This illustration by N.C. Wyeth graced a copy of The Last of the Mohicans, an 1826 novel that details the crucial importance of Indigenous peoples in the French and Indian War (1919 image courtesy of Brandywine Museum of Art).
Long before cars, buses, and bicycles cruised along Broadway through Red Hook, the vital north-south route was forged into the landscape by the footprints of Indigenous people.
Among them, the Mohican tribe, a population whose Algonquian name means ‘people of the waters that are never still,’ is derived from tidal changes in the Hudson River, alongside they once lived.
Since 2019, Detroit historian Heather Breugl has worked to weave such threads together, producing cohesive histories of Indigenous life specific to contemporary locations. And in 2025, a new project awaits her: researching and writing the narrative that unfolded hundreds of years ago for Indigenous people in the Village of Red Hook.
“The indigenous history in the state of New York is so rich that we have the opportunity to be able to tell a really cool story that’s super-regional,” Breugl told The Daily Catch.

Detroit historian Heather Breugl, a member of the Oneida Nation, will endeavor to piece together the Village’s connections to Indigenous peoples (photo courtesy of Heather Breugl).
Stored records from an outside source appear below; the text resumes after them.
//! HTML utility functions.
//!
//! Provides the small amount of HTML handling the asset rewriters need:
//! - `escape()`, `escape_attr()` - HTML entity escaping
//! - `find_start_tag()` - locate a start tag inside an emitted fragment
//! - `StartTag` - attribute-level view of one start tag that renders back
//!   with the original quote style of every attribute

use std::borrow::Cow;
use std::fmt;

// =============================================================================
// HTML Escaping
// =============================================================================

/// Characters that require HTML escaping.
const ESCAPE_CHARS: [char; 5] = ['<', '>', '&', '"', '\''];

/// Get the HTML entity for a special character.
#[inline]
fn escape_char(c: char) -> Option<&'static str> {
    match c {
        '<' => Some("&lt;"),
        '>' => Some("&gt;"),
        '&' => Some("&amp;"),
        '"' => Some("&quot;"),
        '\'' => Some("&#39;"),
        _ => None,
    }
}

/// Escape HTML special characters in text content.
///
/// Uses `Cow` to avoid allocation when no escaping is needed.
#[inline]
pub fn escape(s: &str) -> Cow<'_, str> {
    if !s.contains(ESCAPE_CHARS) {
        return Cow::Borrowed(s);
    }

    let mut result = String::with_capacity(s.len());
    for c in s.chars() {
        match escape_char(c) {
            Some(entity) => result.push_str(entity),
            None => result.push(c),
        }
    }
    Cow::Owned(result)
}

/// Escape HTML attribute values.
///
/// Identical to `escape()` but semantically indicates attribute context.
#[inline]
pub fn escape_attr(s: &str) -> Cow<'_, str> {
    escape(s)
}

// =============================================================================
// Start Tag Model
// =============================================================================

/// Quote style of an attribute value as written in the source markup.
#[derive(Debug, Clone, Copy, PartialEq, Eq)]
pub enum Quote {
    Single,
    Double,
    /// `name=value` without quotes.
    Bare,
}

impl Quote {
    fn as_str(self) -> &'static str {
        match self {
            Quote::Single => "'",
            Quote::Double => "\"",
            Quote::Bare => "",
        }
    }

    /// Pick a quote that can hold `value` verbatim, preferring `self`.
    fn fitting(self, value: &str) -> Quote {
        match self {
            Quote::Single if value.contains('\'') => Quote::Double,
            Quote::Double if value.contains('"') => Quote::Single,
            Quote::Bare if value.is_empty() || value.contains(char::is_whitespace) => {
                if value.contains('"') {
                    Quote::Single
                } else {
                    Quote::Double
                }
            }
            q => q,
        }
    }
}

/// A single attribute. `value` is kept exactly as written (entities are not
/// decoded), so rendering reproduces the source text.
#[derive(Debug, Clone, PartialEq, Eq)]
pub struct Attr {
    pub name: String,
    pub value: Option<String>,
    pub quote: Quote,
}

impl Attr {
    pub fn new(name: impl Into<String>, value: impl Into<String>, quote: Quote) -> Self {
        let value = value.into();
        Self {
            name: name.into(),
            quote: quote.fitting(&value),
            value: Some(value),
        }
    }
}

/// A parsed start tag such as `<link rel='stylesheet' href='a.css' />`.
#[derive(Debug, Clone, PartialEq, Eq)]
pub struct StartTag {
    pub name: String,
    pub attrs: Vec<Attr>,
    pub self_closing: bool,
}

impl StartTag {
    /// Get an attribute value by (ASCII case-insensitive) name.
    pub fn get(&self, name: &str) -> Option<&str> {
        self.attrs
            .iter()
            .find(|a| a.name.eq_ignore_ascii_case(name))
            .map(|a| a.value.as_deref().unwrap_or(""))
    }

    /// Quote style to use for attributes this code adds: the style of the
    /// first quoted attribute, or double quotes.
    pub fn preferred_quote(&self) -> Quote {
        self.attrs
            .iter()
            .map(|a| a.quote)
            .find(|q| *q != Quote::Bare)
            .unwrap_or(Quote::Double)
    }

    /// Set an attribute value. Existing attributes keep their position and
    /// quote style; new ones are appended.
    pub fn set(&mut self, name: &str, value: impl Into<String>) {
        let value = value.into();
        if let Some(attr) = self
            .attrs
            .iter_mut()
            .find(|a| a.name.eq_ignore_ascii_case(name))
        {
            attr.quote = attr.quote.fitting(&value);
            attr.value = Some(value);
            return;
        }
        let quote = self.preferred_quote();
        self.attrs.push(Attr::new(name, value, quote));
    }

    /// Insert (or replace) `attr` directly after the attribute named `anchor`.
    /// Falls back to appending when `anchor` is absent.
    pub fn set_after(&mut self, anchor: &str, attr: Attr) {
        self.attrs.retain(|a| !a.name.eq_ignore_ascii_case(&attr.name));
        match self
            .attrs
            .iter()
            .position(|a| a.name.eq_ignore_ascii_case(anchor))
        {
            Some(pos) => self.attrs.insert(pos + 1, attr),
            None => self.attrs.push(attr),
        }
    }
}

impl fmt::Display for StartTag {
    fn fmt(&self, f: &mut fmt::Formatter<'_>) -> fmt::Result {
        write!(f, "<{}", self.name)?;
        for attr in &self.attrs {
            match &attr.value {
                Some(value) => {
                    let q = attr.quote.as_str();
                    write!(f, " {}={q}{value}{q}", attr.name)?;
                }
                None => write!(f, " {}", attr.name)?,
            }
        }
        if self.self_closing {
            f.write_str(" />")
        } else {
            f.write_str(">")
        }
    }
}

/// A start tag found inside a fragment, with the text around it.
#[derive(Debug, Clone, PartialEq, Eq)]
pub struct TagSpan<'a> {
    pub before: &'a str,
    pub tag: StartTag,
    pub after: &'a str,
}

// =============================================================================
// Start Tag Parsing
// =============================================================================

/// Locate the first `<name ...>` start tag in `html`.
///
/// Returns `None` if the tag is absent or not terminated.
pub fn find_start_tag<'a>(html: &'a str, name: &str) -> Option<TagSpan<'a>> {
    let lower = html.to_ascii_lowercase();
    let needle = format!("<{}", name.to_ascii_lowercase());

    let mut search_from = 0;
    let start = loop {
        let pos = search_from + lower[search_from..].find(&needle)?;
        let next = lower[pos + needle.len()..].chars().next();
        if matches!(next, Some(c) if c.is_whitespace() || c == '/' || c == '>') {
            break pos;
        }
        search_from = pos + needle.len();
    };

    let body_start = start + needle.len();
    let end = tag_end(&html[body_start..])? + body_start;

    let mut body = html[body_start..end].trim_end();
    let self_closing = body.ends_with('/')
        && body[..body.len() - 1]
            .chars()
            .last()
            .is_none_or(|c| c.is_whitespace() || c == '"' || c == '\'');
    if self_closing {
        body = &body[..body.len() - 1];
    }

    Some(TagSpan {
        before: &html[..start],
        tag: StartTag {
            name: html[start + 1..body_start].to_string(),
            attrs: parse_attributes(body),
            self_closing,
        },
        after: &html[end + 1..],
    })
}

/// Byte offset of the `>` closing a tag body, ignoring `>` inside quotes.
fn tag_end(body: &str) -> Option<usize> {
    let mut quote: Option<char> = None;
    for (i, c) in body.char_indices() {
        match (quote, c) {
            (Some(q), c) if c == q => quote = None,
            (Some(_), _) => {}
            (None, '"' | '\'') => quote = Some(c),
            (None, '>') => return Some(i),
            _ => {}
        }
    }
    None
}

/// Parse HTML-style attributes from a string, keeping quote styles.
///
/// Input: `rel='stylesheet' media="all" disabled`
/// Output: `rel` (single), `media` (double), `disabled` (no value)
pub fn parse_attributes(s: &str) -> Vec<Attr> {
    let mut attrs = Vec::new();
    let mut chars = s.chars().peekable();

    while let Some(c) = chars.next() {
        if c.is_whitespace() {
            continue;
        }

        // Read attribute name
        let mut name = String::from(c);
        while let Some(&next) = chars.peek() {
            if next == '=' || next.is_whitespace() {
                break;
            }
            name.push(next);
            chars.next();
        }

        // Skip whitespace
        while chars.peek().is_some_and(|c| c.is_whitespace()) {
            chars.next();
        }

        if chars.peek() != Some(&'=') {
            // Boolean attribute (no value)
            attrs.push(Attr {
                name,
                value: None,
                quote: Quote::Bare,
            });
            continue;
        }
        chars.next(); // consume '='

        while chars.peek().is_some_and(|c| c.is_whitespace()) {
            chars.next();
        }

        let (value, quote) = match chars.peek().copied() {
            Some(q @ ('"' | '\'')) => {
                chars.next();
                let mut val = String::new();
                for c in chars.by_ref() {
                    if c == q {
                        break;
                    }
                    val.push(c);
                }
                let quote = if q == '"' { Quote::Double } else { Quote::Single };
                (val, quote)
            }
            _ => {
                let mut val = String::new();
                while let Some(&c) = chars.peek() {
                    if c.is_whitespace() {
                        break;
                    }
                    val.push(c);
                    chars.next();
                }
                (val, Quote::Bare)
            }
        };

        attrs.push(Attr {
            name,
            value: Some(value),
            quote,
        });
    }

    attrs
}
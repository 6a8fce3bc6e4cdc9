//! Link Response Handler
//!
//! Turns results from the link service into toasts.

use crate::services::LinkResponse;
use crate::App;

/// Handle a link service response
pub fn handle_link_response(app: &mut App, response: LinkResponse) {
    let message = match response {
        LinkResponse::Opened { label } => format!("Opened {}", label),
        LinkResponse::Failed { label, error } => {
            format!("Error: could not open {}: {}", label, error)
        }
    };
    app.model.show_toast(message);
}

#[cfg(test)]
mod tests {
    use super::*;
    use crate::test_app;
    use foliotui::logic::ui::is_error_toast;

    #[test]
    fn test_opened_shows_success_toast() {
        let mut app = test_app();
        handle_link_response(&mut app, LinkResponse::Opened { label: "GitHub".to_string() });
        let (message, _) = app.model.ui.toast_message.clone().unwrap();
        assert_eq!(message, "Opened GitHub");
        assert!(!is_error_toast(&message));
    }

    #[test]
    fn test_failure_shows_error_toast() {
        let mut app = test_app();
        handle_link_response(
            &mut app,
            LinkResponse::Failed {
                label: "Resume".to_string(),
                error: "'xdg-open' exited with exit status: 3".to_string(),
            },
        );
        let (message, _) = app.model.ui.toast_message.clone().unwrap();
        assert!(is_error_toast(&message));
        assert!(message.contains("Resume"));
    }
}
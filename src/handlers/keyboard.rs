//! Keyboard Input Handler
//!
//! Handles all keyboard input. An open overlay captures input;
//! otherwise keys scroll the document, jump between sections and trigger
//! the portfolio actions.

use anyhow::Result;
use crossterm::event::{KeyCode, KeyEvent, KeyEventKind, KeyModifiers};

use crate::App;
use foliotui::logic::navigation::section_for_shortcut;
use foliotui::model::{NavOrigin, Overlay, VimCommandState};

/// Handle keyboard input
pub fn handle_key(app: &mut App, key: KeyEvent) -> Result<()> {
    // Windows reports releases too
    if key.kind == KeyEventKind::Release {
        return Ok(());
    }

    if key.code == KeyCode::Char('c') && key.modifiers.contains(KeyModifiers::CONTROL) {
        app.model.ui.should_quit = true;
        return Ok(());
    }

    match app.model.ui.overlay() {
        Overlay::Drawer => {
            handle_drawer_key(app, key);
            return Ok(());
        }
        Overlay::Links => {
            handle_links_key(app, key);
            return Ok(());
        }
        Overlay::None => {}
    }

    // Any key but 'g' breaks a pending "gg"
    if app.model.ui.vim_mode && key.code != KeyCode::Char('g') {
        app.model.ui.vim_command_state = VimCommandState::None;
    }

    match key.code {
        KeyCode::Char('q') | KeyCode::Esc => {
            app.model.ui.should_quit = true;
        }
        // Vim keybindings
        KeyCode::Char('j') if app.model.ui.vim_mode => app.scroll_rows(1),
        KeyCode::Char('k') if app.model.ui.vim_mode => app.scroll_rows(-1),
        KeyCode::Char('d')
            if app.model.ui.vim_mode && key.modifiers.contains(KeyModifiers::CONTROL) =>
        {
            app.half_page(true);
        }
        KeyCode::Char('u')
            if app.model.ui.vim_mode && key.modifiers.contains(KeyModifiers::CONTROL) =>
        {
            app.half_page(false);
        }
        KeyCode::Char('g') if app.model.ui.vim_mode => {
            if app.model.ui.vim_command_state == VimCommandState::WaitingForSecondG {
                // gg - jump to top
                app.jump_to_edge(false);
                app.model.ui.vim_command_state = VimCommandState::None;
            } else {
                // First 'g' press
                app.model.ui.vim_command_state = VimCommandState::WaitingForSecondG;
            }
        }
        KeyCode::Char('G') if app.model.ui.vim_mode => app.jump_to_edge(true),
        // Standard navigation keys
        KeyCode::Down => app.scroll_rows(1),
        KeyCode::Up => app.scroll_rows(-1),
        KeyCode::PageDown => app.half_page(true),
        KeyCode::PageUp => app.half_page(false),
        KeyCode::Home => app.jump_to_edge(false),
        KeyCode::End => app.jump_to_edge(true),
        KeyCode::Tab => app.next_section(),
        KeyCode::BackTab => app.previous_section(),
        KeyCode::Char(c) if section_for_shortcut(c).is_some() => {
            if let Some(section) = section_for_shortcut(c) {
                app.navigate_to(section, NavOrigin::Keyboard);
            }
        }
        // Portfolio actions
        KeyCode::Char('m') => app.toggle_drawer(),
        KeyCode::Char('t') => app.toggle_theme(),
        KeyCode::Char('c') => app.contact_me(),
        KeyCode::Char('h') => app.hire_me(),
        KeyCode::Char('e') => app.send_email(),
        KeyCode::Char('l') => app.toggle_links_panel(),
        _ => {}
    }
    Ok(())
}

/// Keys while the drawer is open
fn handle_drawer_key(app: &mut App, key: KeyEvent) {
    let vim = app.model.ui.vim_mode;
    match key.code {
        KeyCode::Esc | KeyCode::Char('m') => app.model.ui.close_drawer(),
        KeyCode::Char('q') => app.model.ui.should_quit = true,
        KeyCode::Down | KeyCode::Tab => app.model.ui.move_drawer_cursor(true),
        KeyCode::Up | KeyCode::BackTab => app.model.ui.move_drawer_cursor(false),
        KeyCode::Char('j') if vim => app.model.ui.move_drawer_cursor(true),
        KeyCode::Char('k') if vim => app.model.ui.move_drawer_cursor(false),
        KeyCode::Enter | KeyCode::Char(' ') => app.select_drawer_item(),
        KeyCode::Char('h') => {
            app.model.ui.close_drawer();
            app.hire_me();
        }
        KeyCode::Char(c) => {
            if let Some(section) = section_for_shortcut(c) {
                app.navigate_to(section, NavOrigin::Drawer);
            }
        }
        _ => {}
    }
}

/// Keys while the links panel is open
fn handle_links_key(app: &mut App, key: KeyEvent) {
    let vim = app.model.ui.vim_mode;
    match key.code {
        KeyCode::Esc | KeyCode::Char('l') => app.model.ui.close_links_panel(),
        KeyCode::Char('q') => app.model.ui.should_quit = true,
        KeyCode::Down | KeyCode::Tab => app.model.ui.move_links_cursor(true),
        KeyCode::Up | KeyCode::BackTab => app.model.ui.move_links_cursor(false),
        KeyCode::Char('j') if vim => app.model.ui.move_links_cursor(true),
        KeyCode::Char('k') if vim => app.model.ui.move_links_cursor(false),
        KeyCode::Enter | KeyCode::Char(' ') => app.select_link(),
        _ => {}
    }
}

#[cfg(test)]
mod tests {
    use super::*;
    use crate::{test_app, test_app_with_links};
    use foliotui::model::Section;

    fn press(app: &mut App, code: KeyCode) {
        handle_key(app, KeyEvent::new(code, KeyModifiers::NONE)).unwrap();
    }

    fn ctrl(app: &mut App, c: char) {
        handle_key(app, KeyEvent::new(KeyCode::Char(c), KeyModifiers::CONTROL)).unwrap();
    }

    #[test]
    fn test_digit_jumps_to_section() {
        let mut app = test_app();
        press(&mut app, KeyCode::Char('4'));
        assert_eq!(app.model.current_section(), Section::Experience);
        assert!(app.model.navigation.is_programmatic_scrolling());
    }

    #[test]
    fn test_arrow_scroll_updates_highlight() {
        let mut app = test_app();
        for _ in 0..12 {
            press(&mut app, KeyCode::Down);
        }
        assert_eq!(app.model.viewport.offset, 12);
        assert_eq!(app.model.current_section(), Section::About);
        press(&mut app, KeyCode::Up);
        assert_eq!(app.model.current_section(), Section::Home);
    }

    #[test]
    fn test_vim_keys_only_in_vim_mode() {
        let mut app = test_app();
        press(&mut app, KeyCode::Char('j'));
        assert_eq!(app.model.viewport.offset, 0);

        app.model.ui.vim_mode = true;
        press(&mut app, KeyCode::Char('j'));
        assert_eq!(app.model.viewport.offset, 1);
        ctrl(&mut app, 'd');
        assert_eq!(app.model.viewport.offset, 11);
    }

    #[test]
    fn test_vim_gg_and_g() {
        let mut app = test_app();
        app.model.ui.vim_mode = true;
        handle_key(&mut app, KeyEvent::new(KeyCode::Char('G'), KeyModifiers::SHIFT)).unwrap();
        assert_eq!(app.model.current_section(), Section::Contact);

        press(&mut app, KeyCode::Char('g'));
        assert_eq!(app.model.current_section(), Section::Contact);
        press(&mut app, KeyCode::Char('g'));
        assert_eq!(app.model.current_section(), Section::Home);
    }

    #[test]
    fn test_interrupted_gg_does_not_jump() {
        let mut app = test_app();
        app.model.ui.vim_mode = true;
        press(&mut app, KeyCode::End);
        press(&mut app, KeyCode::Char('g'));
        press(&mut app, KeyCode::Char('k'));
        press(&mut app, KeyCode::Char('g'));
        assert_ne!(app.model.current_section(), Section::Home);
    }

    #[test]
    fn test_escape_closes_drawer_before_quitting() {
        let mut app = test_app();
        press(&mut app, KeyCode::Char('m'));
        assert!(app.model.has_modal());

        press(&mut app, KeyCode::Esc);
        assert!(!app.model.has_modal());
        assert!(!app.model.ui.should_quit);

        press(&mut app, KeyCode::Esc);
        assert!(app.model.ui.should_quit);
    }

    #[test]
    fn test_drawer_enter_navigates() {
        let mut app = test_app();
        press(&mut app, KeyCode::Char('m'));
        press(&mut app, KeyCode::Up);
        press(&mut app, KeyCode::Enter);
        assert_eq!(app.model.current_section(), Section::Contact);
        assert!(!app.model.has_modal());
    }

    #[test]
    fn test_drawer_swallows_section_keys() {
        let mut app = test_app();
        press(&mut app, KeyCode::Char('m'));
        press(&mut app, KeyCode::Char('t'));
        assert!(app.model.has_modal());
        assert_eq!(app.model.ui.theme, foliotui::model::ThemeMode::Dark);
    }

    #[test]
    fn test_ctrl_c_quits_from_drawer() {
        let mut app = test_app();
        press(&mut app, KeyCode::Char('m'));
        ctrl(&mut app, 'c');
        assert!(app.model.ui.should_quit);
    }

    #[test]
    fn test_contact_key_navigates() {
        let mut app = test_app();
        press(&mut app, KeyCode::Char('c'));
        assert_eq!(app.model.current_section(), Section::Contact);
    }

    #[test]
    fn test_links_panel_keys_open_social_link() {
        let (mut app, mut requests) = test_app_with_links();
        let target = app
            .content
            .links()
            .iter()
            .position(|l| l.url == "https://linkedin.com/in/example")
            .unwrap();

        press(&mut app, KeyCode::Char('l'));
        assert!(app.model.has_modal());
        for _ in 0..target {
            press(&mut app, KeyCode::Down);
        }
        press(&mut app, KeyCode::Enter);

        assert_eq!(requests.try_recv().unwrap().url, "https://linkedin.com/in/example");
        assert!(!app.model.has_modal());
    }

    #[test]
    fn test_links_panel_swallows_document_keys() {
        let (mut app, mut requests) = test_app_with_links();
        press(&mut app, KeyCode::Char('l'));
        press(&mut app, KeyCode::Char('4'));
        press(&mut app, KeyCode::Char('e'));
        assert_eq!(app.model.current_section(), Section::Home);
        assert!(requests.try_recv().is_err());

        press(&mut app, KeyCode::Esc);
        assert!(!app.model.has_modal());
        assert!(!app.model.ui.should_quit);
    }

    #[test]
    fn test_hire_me_from_drawer() {
        let (mut app, mut requests) = test_app_with_links();
        press(&mut app, KeyCode::Char('m'));
        press(&mut app, KeyCode::Char('h'));
        assert!(!app.model.has_modal());
        assert_eq!(
            requests.try_recv().unwrap().url,
            "https://example.com/alex-rivera/resume.pdf"
        );
    }
}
At the recommendation of the Village Human Relations Committee, Mayor Karen Smythe and the Board of Trustees brought Breugl on for the project late last year. Her $3,500 contract covers the development of several written works: a brief narrative of Indigenous history to be published on the Village website, copy for a forthcoming historic sign, and a short text to be placed in what officials call a ‘reflection space’ planned for Abrahams Park.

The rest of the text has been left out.